Friday, June 12, 2009

The Best Linux Bitmap Programming Font (Debian/Ubuntu)

After a long search that went through what seemed like just about every page in Google's index, I finally found a great linux programming font! The emacs folks have some good advice.

Before I share it, let me say that good fonts are a necessity for programming. Bitmap fonts win the day on Linux because while anti-aliasing is neat, it's just harder to design a good curve-based font than a good bitmap font. I think part of the problem is that the font rendering systems in Linux are invariably moving targets, and you really need to design curve-based fonts with the specifics of the rendering system in mind if they're going to look great at the end. Consolas on Windows is great, but they designed it specifically for ClearType.

On the other hand, if someone designs a bitmap font system that allows the author to specify the antialiased pixels and integrates it into X, that might be worth using.

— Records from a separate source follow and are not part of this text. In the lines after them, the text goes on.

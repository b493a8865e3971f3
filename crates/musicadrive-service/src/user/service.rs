//! Staff account use cases. All operations are admin-gated.

use std::sync::Arc;

use serde::{Deserialize, Serialize};
use tracing::info;
use uuid::Uuid;

use musicadrive_auth::password::PasswordHasher;
use musicadrive_core::error::AppError;
use musicadrive_database::repositories::user::UserRepository;
use musicadrive_entity::user::{CreateUser, UpdateUser, User, UserRole};

use crate::context::RequestContext;

/// Plain-text request to create a staff account. The password is hashed
/// before it reaches the repository.
#[derive(Debug, Clone, Serialize, Deserialize)]
pub struct NewUserRequest {
    /// Display name.
    pub name: String,
    /// Login email.
    pub email: String,
    /// Plain-text password, hashed on creation.
    pub password: String,
    /// Backoffice role.
    pub role: UserRole,
}

/// Manages staff accounts.
#[derive(Clone)]
pub struct UserService {
    /// Staff account repository.
    user_repo: Arc<UserRepository>,
    /// Argon2id password hashing.
    hasher: Arc<PasswordHasher>,
    /// Minimum accepted password length.
    password_min_length: usize,
}

impl UserService {
    /// Creates a new user service.
    pub fn new(
        user_repo: Arc<UserRepository>,
        hasher: Arc<PasswordHasher>,
        password_min_length: usize,
    ) -> Self {
        Self {
            user_repo,
            hasher,
            password_min_length,
        }
    }

    /// Lists all staff accounts.
    pub async fn list(&self, ctx: &RequestContext) -> Result<Vec<User>, AppError> {
        self.exigir_admin(ctx)?;
        self.user_repo.find_all().await
    }

    /// Gets a staff account by ID.
    pub async fn get(&self, ctx: &RequestContext, id: Uuid) -> Result<User, AppError> {
        self.exigir_admin(ctx)?;
        self.user_repo
            .find_by_id(id)
            .await?
            .ok_or_else(|| AppError::not_found("User not found"))
    }

    /// Creates a staff account with a hashed password.
    pub async fn create(
        &self,
        ctx: &RequestContext,
        data: NewUserRequest,
    ) -> Result<User, AppError> {
        self.exigir_admin(ctx)?;

        if data.name.trim().is_empty() {
            return Err(AppError::validation("Name cannot be empty"));
        }
        if !data.email.contains('@') {
            return Err(AppError::validation("Invalid email address"));
        }
        self.validar_senha(&data.password)?;

        if self.user_repo.find_by_email(&data.email).await?.is_some() {
            return Err(AppError::conflict("Email is already in use"));
        }

        let password_hash = self.hasher.hash_password(&data.password)?;
        let user = self
            .user_repo
            .create(&CreateUser {
                name: data.name.trim().to_string(),
                email: data.email.trim().to_lowercase(),
                password_hash,
                role: data.role,
            })
            .await?;

        info!(user_id = %user.id, email = %user.email, role = %user.role, actor = %ctx.name, "Staff account created");
        Ok(user)
    }

    /// Updates a staff account's profile fields.
    pub async fn update(
        &self,
        ctx: &RequestContext,
        id: Uuid,
        data: UpdateUser,
    ) -> Result<User, AppError> {
        self.exigir_admin(ctx)?;

        if let Some(email) = &data.email {
            if !email.contains('@') {
                return Err(AppError::validation("Invalid email address"));
            }
            if let Some(existing) = self.user_repo.find_by_email(email).await? {
                if existing.id != id {
                    return Err(AppError::conflict("Email is already in use"));
                }
            }
        }

        let user = self
            .user_repo
            .update(id, &data)
            .await?
            .ok_or_else(|| AppError::not_found("User not found"))?;
        info!(user_id = %id, actor = %ctx.name, "Staff account updated");
        Ok(user)
    }

    /// Replaces a staff account's password.
    pub async fn change_password(
        &self,
        ctx: &RequestContext,
        id: Uuid,
        password: &str,
    ) -> Result<(), AppError> {
        // Admins may reset anyone; staff may change their own.
        if !ctx.is_admin() && ctx.user_id != id {
            return Err(AppError::authorization(
                "Only admins may change other accounts' passwords",
            ));
        }
        self.validar_senha(password)?;

        self.get_unchecked(id).await?;
        let hash = self.hasher.hash_password(password)?;
        self.user_repo.update_password(id, &hash).await?;

        info!(user_id = %id, actor = %ctx.name, "Password changed");
        Ok(())
    }

    /// Enables or disables a staff account.
    ///
    /// Admins cannot disable their own account, so the system always keeps
    /// at least one usable admin login.
    pub async fn set_active(
        &self,
        ctx: &RequestContext,
        id: Uuid,
        is_active: bool,
    ) -> Result<User, AppError> {
        self.exigir_admin(ctx)?;

        if !is_active && ctx.user_id == id {
            return Err(AppError::validation("You cannot disable your own account"));
        }

        let data = UpdateUser {
            is_active: Some(is_active),
            ..Default::default()
        };
        let user = self
            .user_repo
            .update(id, &data)
            .await?
            .ok_or_else(|| AppError::not_found("User not found"))?;
        info!(user_id = %id, is_active, actor = %ctx.name, "Staff account visibility changed");
        Ok(user)
    }

    async fn get_unchecked(&self, id: Uuid) -> Result<User, AppError> {
        self.user_repo
            .find_by_id(id)
            .await?
            .ok_or_else(|| AppError::not_found("User not found"))
    }

    fn exigir_admin(&self, ctx: &RequestContext) -> Result<(), AppError> {
        if !ctx.is_admin() {
            return Err(AppError::authorization(
                "Admin role required for account management",
            ));
        }
        Ok(())
    }

    fn validar_senha(&self, password: &str) -> Result<(), AppError> {
        if password.len() < self.password_min_length {
            return Err(AppError::validation(format!(
                "Password must be at least {} characters",
                self.password_min_length
            )));
        }
        Ok(())
    }
}
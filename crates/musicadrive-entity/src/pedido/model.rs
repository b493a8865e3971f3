//! Pedido entity model.

use chrono::{DateTime, Utc};
use serde::{Deserialize, Serialize};
use sqlx::FromRow;
use sqlx::types::Json;
use uuid::Uuid;

use super::historico::RegistroStatus;
use super::pagamento::FormaPagamento;
use super::status::PedidoStatus;
use crate::pendrive::PendriveSize;

/// A customer purchase request.
///
/// The aggregate totals are derived fields, recomputed by
/// [`super::totais::recalcular_totais`] whenever the item set changes.
#[derive(Debug, Clone, Serialize, Deserialize, FromRow)]
pub struct Pedido {
    /// Unique pedido identifier.
    pub id: Uuid,
    /// Customer display name.
    pub cliente_nome: String,
    /// Customer contact (phone/WhatsApp).
    pub cliente_contato: String,
    /// Declared pendrive capacity the customer will bring.
    pub pendrive_gb: PendriveSize,
    /// Current fulfillment status.
    pub status: PedidoStatus,
    /// Declared payment method.
    pub forma_pagamento: Option<FormaPagamento>,
    /// Free-text staff/customer notes.
    pub observacoes: Option<String>,
    /// Number of line items (one per unit).
    pub total_itens: i32,
    /// Sum of frozen track counts.
    pub total_musicas: i64,
    /// Sum of frozen sizes in gigabytes.
    pub total_gb: f64,
    /// Sum of frozen unit prices.
    pub total_valor: f64,
    /// Ordered status-change history.
    pub historico_status: Json<Vec<RegistroStatus>>,
    /// When the pedido was created.
    pub created_at: DateTime<Utc>,
    /// When the pedido was last updated.
    pub updated_at: DateTime<Utc>,
}

impl Pedido {
    /// Whether staff may still edit this pedido's items and fields.
    pub fn allows_edit(&self) -> bool {
        self.status.allows_edit()
    }

    /// Whether this pedido may be deleted.
    pub fn allows_delete(&self) -> bool {
        self.status.allows_delete()
    }
}

/// One (pasta, quantity) pair of a checkout request.
///
/// Expanded into per-unit line-item rows when the pedido is persisted.
#[derive(Debug, Clone, Serialize, Deserialize)]
pub struct ItemPedidoRequest {
    /// The pasta to add.
    pub pasta_id: Uuid,
    /// Requested quantity (must be >= 1).
    #[serde(default = "default_quantidade")]
    pub quantidade: u32,
}

/// Data required to create a new pedido at checkout.
#[derive(Debug, Clone, Serialize, Deserialize)]
pub struct CreatePedido {
    /// Customer display name.
    pub cliente_nome: String,
    /// Customer contact.
    pub cliente_contato: String,
    /// Declared pendrive capacity.
    pub pendrive_gb: PendriveSize,
    /// Declared payment method.
    pub forma_pagamento: FormaPagamento,
    /// Free-text notes.
    pub observacoes: Option<String>,
    /// Requested items.
    pub itens: Vec<ItemPedidoRequest>,
}

/// A fully resolved pedido ready for insertion, totals already validated.
#[derive(Debug, Clone, Serialize, Deserialize)]
pub struct NovoPedido {
    /// Customer display name.
    pub cliente_nome: String,
    /// Customer contact.
    pub cliente_contato: String,
    /// Declared pendrive capacity.
    pub pendrive_gb: PendriveSize,
    /// Initial status.
    pub status: PedidoStatus,
    /// Declared payment method.
    pub forma_pagamento: Option<FormaPagamento>,
    /// Free-text notes.
    pub observacoes: Option<String>,
    /// Validated aggregate totals.
    pub totais: super::totais::PedidoTotais,
    /// Initial status history.
    pub historico: Vec<RegistroStatus>,
}

fn default_quantidade() -> u32 {
    1
}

Anyway, the font is Neep. You can get it here. Jim's hosting seems to be broken, but the link to the mirror download is still working.

As for loading it... Well. The current situation with bitmap fonts in Ubuntu/Debian is a bit strange: they're basically disabled to ensure that old bitmap Xfonts (like Times) don't show up in webpages and make everything ugly.

Frankly I could care less about web fonts so I just tell Firefox to force my fonts and enable bitmap fonts wholesale. Instructions are available here. Incidentally, MonteCarlo (the font mentioned on that page) is pretty good, but Neep is better. Try both and I think you'll agree.

For gVim purposes you may want one of these two lines:

set guifont=Neep\ Medium\ Semi-Condensed\ 10
set guifont=Neep\ 10

Semi-Condensed lets you cram in a ton more columns and the regular characters look great, but bold characters will look funny and run together. C'est la vie.